On July 17, 2023, Le Monde published an editorial opposing the selection and criticizing Vestager.

===Selection procedure issues===
In May 2023, Balanced Economy Project, Corporate Europe Observatory, European Digital SME Alliance, the Irish Council for Civil Liberties, LobbyControl and Open Markets Institute pointed out in their open letter addressed to Vestager, that the recruitment rules for the chief economist post have been altered ahead of the Scott Morton possible nomination. Under prior rules only candidates from the countries of the EU could apply for the job, the change in the job advertisement, that allowed Scott Morton to apply was not explained.

The choice of Scott Morton was ultimately validated by the college of all European Commissioners, including 5 members of the college of European commissioners that later contested the nomination.

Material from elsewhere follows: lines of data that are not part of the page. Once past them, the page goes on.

use tracing::{debug, info, trace, warn};

use crate::{
    rng::{RandomSource, SeededRng},
    systems::{recruitment, AgingSystem, CombatSystem, RecruitmentSystem, StatisticsSystem},
    world::World,
};

#[derive(Debug, Clone, PartialEq)]
pub struct EngineSettings {
    pub seed: u64,
    pub absorption_rate: f64,
    pub spawn_per_year: u32,
}

pub struct EngineBuilder {
    settings: EngineSettings,
    systems: Vec<Box<dyn System>>,
}

impl EngineBuilder {
    /// Builder preloaded with the yearly pipeline: aging, recruitment,
    /// combat, statistics.
    pub fn new(settings: EngineSettings) -> Self {
        Self {
            settings,
            systems: Vec::new(),
        }
        .with_system(AgingSystem::new())
        .with_system(RecruitmentSystem::new())
        .with_system(CombatSystem::new())
        .with_system(StatisticsSystem::new())
    }

    fn with_system(mut self, system: impl System + 'static) -> Self {
        self.systems.push(Box::new(system));
        self
    }

    pub fn build(self) -> Engine<SeededRng> {
        let rng = SeededRng::new(self.settings.seed);
        self.build_with_rng(rng)
    }

    /// Swaps in a caller-provided randomness source, e.g. a scripted one.
    pub fn build_with_rng<R: RandomSource>(self, rng: R) -> Engine<R> {
        Engine {
            rng,
            systems: self.systems,
            settings: self.settings,
        }
    }
}

pub struct Engine<R: RandomSource = SeededRng> {
    rng: R,
    systems: Vec<Box<dyn System>>,
    settings: EngineSettings,
}

impl<R: RandomSource> Engine<R> {
    pub fn settings(&self) -> &EngineSettings {
        &self.settings
    }

    /// Seeds the starting population at the current year, before any tick.
    pub fn populate(&mut self, world: &mut World, count: u32) {
        recruitment::recruit(world, count, &mut self.rng);
        info!(year = world.year(), count, "initial population admitted");
    }

    /// Runs one full year and appends exactly one statistics record.
    pub fn tick(&mut self, world: &mut World) -> u64 {
        world.advance_time();
        let ctx = SystemContext {
            year: world.year(),
            absorption_rate: self.settings.absorption_rate,
            spawn_per_year: self.settings.spawn_per_year,
        };
        for system in &mut self.systems {
            trace!(year = ctx.year, system = system.name(), "running system");
            system.run(&ctx, world, &mut self.rng);
        }
        if let Some(stats) = world.latest() {
            debug!(
                year = stats.year,
                alive = stats.alive,
                battles = stats.battles,
                deaths = stats.deaths,
                "year complete"
            );
        }
        ctx.year
    }

    pub fn run(&mut self, world: &mut World, years: u64) {
        self.run_with_hook(world, years, |_| {});
    }

    /// Like [`Engine::run`], handing the world to `hook` after every year.
    pub fn run_with_hook<F>(&mut self, world: &mut World, years: u64, mut hook: F)
    where
        F: FnMut(&World),
    {
        let mut extinct = world.alive_count() == 0;
        for _ in 0..years {
            self.tick(world);
            let alive = world.alive_count();
            if alive == 0 && !extinct {
                warn!(year = world.year(), "population went extinct");
            }
            extinct = alive == 0;
            hook(world);
        }
    }
}

pub struct SystemContext {
    pub year: u64,
    pub absorption_rate: f64,
    pub spawn_per_year: u32,
}

pub trait System {
    fn name(&self) -> &str;
    fn run(&mut self, ctx: &SystemContext, world: &mut World, rng: &mut dyn RandomSource);
}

===Economists rally behind Scott Morton===
French economist Jean Tirole stated that Europe was "very lucky to have drawn someone of her caliber," calling her a global leader "in the domain of industrial organization." According to a Commission official, some of the 11 candidates "didn't have the minimum qualifications required." On July 17 a statement signed by 39 top competition experts, including Nobel Prize winner Bengt Holmstrom and French economist Olivier Blanchard, was distributed urging the EU to stick with Morton. "Scott Morton is one of the best economists in the world in the domain of industrial organization, a major contributor to policy thinking on tech regulation, and strongly motivated for public service," they added, and the commission should "recruit the best possible collaborators in the service of European citizens, independently of their nationality."

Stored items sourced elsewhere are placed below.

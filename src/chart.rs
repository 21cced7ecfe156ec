//! Plain-text charts over the statistics history.
//!
//! Long series are thinned with a uniform stride before rendering; the final
//! point is always kept. The input slices are never modified.

use std::fmt::Write;

const BAR_WIDTH: usize = 50;

/// Indices to render for a series of `len` points, at most roughly
/// `max_points` of them, always ending at `len - 1`.
pub fn sample_indices(len: usize, max_points: usize) -> Vec<usize> {
    let max_points = max_points.max(1);
    if len <= max_points {
        return (0..len).collect();
    }
    let step = (len / max_points).max(1);
    let mut indices: Vec<usize> = (0..len).step_by(step).collect();
    if indices.last() != Some(&(len - 1)) {
        indices.push(len - 1);
    }
    indices
}

/// One labelled bar per sampled point; the label is the 1-based year.
pub fn line_chart(title: &str, series: &[u64], max_points: usize) -> String {
    let indices = sample_indices(series.len(), max_points);
    let mut out = String::new();
    let _ = writeln!(out, "{title} (showing {}/{} points)", indices.len(), series.len());
    let peak = indices.iter().map(|&i| series[i]).max().unwrap_or(0);
    for index in indices {
        let value = series[index];
        let _ = writeln!(
            out,
            "{:>6} |{} {value}",
            index + 1,
            bar(value as f64, peak as f64)
        );
    }
    out
}

pub fn bar_chart(title: &str, rows: &[(String, f64)]) -> String {
    let mut out = String::new();
    let _ = writeln!(out, "{title}");
    let peak = rows.iter().map(|(_, value)| *value).fold(0.0, f64::max);
    let label_width = rows.iter().map(|(label, _)| label.len()).max().unwrap_or(0);
    for (label, value) in rows {
        let shown = if value.fract() == 0.0 {
            format!("{value:.0}")
        } else {
            format!("{value:.3}")
        };
        let _ = writeln!(
            out,
            "{label:>label_width$} |{} {shown}",
            bar(*value, peak)
        );
    }
    out
}

fn bar(value: f64, peak: f64) -> String {
    if peak <= 0.0 || value <= 0.0 {
        return String::new();
    }
    let width = ((value / peak) * BAR_WIDTH as f64).round() as usize;
    "#".repeat(width.max(1))
}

===Broader political reactions to the Scott Morton "affair"===
The withdrawal of Morton led to mixed reactions among European politicians. Among Members of the European Parliament, Stéphanie Yon-Courtin and Paul Tang welcomed the withdrawal. Kira Peter-Hansen and Rasmus Andresen from the European Green Party expressed concerns that the decision was driven by nationalism.
In its Charlemagne section dedicated to coverage of European affairs, The Economist quickly weighed in on what it called a "sorry saga." The Economist wrote in an opinion piece that the French push to oust Morton made “the EU look provincial" and "a continent lacking in economic dynamism" that might someday find it worth "importing" sound policymaking expertise.

In Politico, Lionel Barber linked the French-led rejection of Morton to "paranoia about America’s influence and power." In his "Digital Bridge" column, Politico writer Mark Scott pointed out that "her pre-emptive downfall had nothing to do with her qualifications" and that it is common for highly qualified economists to act as consultants for large firms. Scott quoted one EU official as saying "In the end, it came down to her passport. … I don’t see how this helps us implement the Digital Markets Act."

The Balanced Economy Project wrote that the Commission may have been so keen to insist on picking Morton because of her adherence to the doctrine of consumer welfare standard, which the Balanced Economy Project deem obsolete and ultimately anti-competition and pro-monopolies or pro-oligopolies.